An Appraisal of the Vocal Art of Jussi Björling
By Vsevolod Vasilievich Timokhin
(A chapter from Mastera Vokal’nogo Iskusstva XX veka [Masters of theVocal Art of the Twentieth Century], Moscow, 1974, pp. 72-85.)
The countries of Scandinavia have given the world of vocal art many names which have achieved world renown. What music lover does not know about the “Swedish Nightingale,” Jenny Lind, who was one of the greatest singers of the Nineteenth Century? Or about those other artists, Patti’s rivals, Christine Nilsson and Sigrid Arnoldson? Or about the famous Finnish singer Alma Fohström, who performed for many years on the stage of the Bolshoi Theater in Moscow?

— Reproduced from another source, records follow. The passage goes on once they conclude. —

impl Division {
    pub const ALL: [Division; 6] = [
        Division::AlEast,
        Division::AlCentral,
        Division::AlWest,
        Division::NlEast,
        Division::NlCentral,
        Division::NlWest,
    ];

    pub fn name(self) -> &'static str {
        match self {
            Division::AlEast => "American League East",
            Division::AlCentral => "American League Central",
            Division::AlWest => "American League West",
            Division::NlEast => "National League East",
            Division::NlCentral => "National League Central",
            Division::NlWest => "National League West",
        }
    }

    pub fn short_label(self) -> &'static str {
        match self {
            Division::AlEast => "AL East",
            Division::AlCentral => "AL Central",
            Division::AlWest => "AL West",
            Division::NlEast => "NL East",
            Division::NlCentral => "NL Central",
            Division::NlWest => "NL West",
        }
    }

    pub fn container_id(self) -> &'static str {
        match self {
            Division::AlEast => "AL-East",
            Division::AlCentral => "AL-Central",
            Division::AlWest => "AL-West",
            Division::NlEast => "NL-East",
            Division::NlCentral => "NL-Central",
            Division::NlWest => "NL-West",
        }
    }

    pub fn standings_id(self) -> String {
        format!("{}-standings", self.container_id())
    }

    /// Matches full names ("National League West") and short forms ("NL West")
    /// on whole words, ignoring case.
    pub fn resolve(name: &str) -> Option<Self> {
        let lower = name.to_lowercase();
        let words: Vec<&str> = lower
            .split(|c: char| !c.is_ascii_alphanumeric())
            .filter(|w| !w.is_empty())
            .collect();
        let has = |w: &str| words.contains(&w);

        let american = has("american") || has("al");
        let national = has("national") || has("nl");
        let league_al = match (american, national) {
            (true, false) => true,
            (false, true) => false,
            _ => return None,
        };

        let division = match (league_al, has("east"), has("central"), has("west")) {
            (true, true, false, false) => Division::AlEast,
            (true, false, true, false) => Division::AlCentral,
            (true, false, false, true) => Division::AlWest,
            (false, true, false, false) => Division::NlEast,
            (false, false, true, false) => Division::NlCentral,
            (false, false, false, true) => Division::NlWest,
            _ => return None,
        };
        Some(division)
    }
}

In our century many Scandinavian singers have achieved international fame; but it is interesting to note that almost all of them were adherents of the German, principally Wagnerian, vocal school. We have but to remember the names of the Danes Peter Cornelius and Lauritz Melchior, the Swedish artists Birgit Nilsson, Karin Branzell, Set Svanholm, Joel Berglund, Nanny Larsén-Todsen, and Kerstin Thorborg, the Norwegians Kirsten Flagstad and Ivar Andresen, the Finns Martti Talvela and Tom Krause…. Some of them studied with students of the German school who were working in Stockholm and Copenhagen; others themselves went to Germany or Austria to study. It must be remembered that many of the severe epic Wagnerian music dramas have something in common with the traditions and legends of the northern lands, and therefore the emotional atmosphere of these dramas could not but find a response in the soul of a person who was brought up amidst cliffs, lakes, and fiords.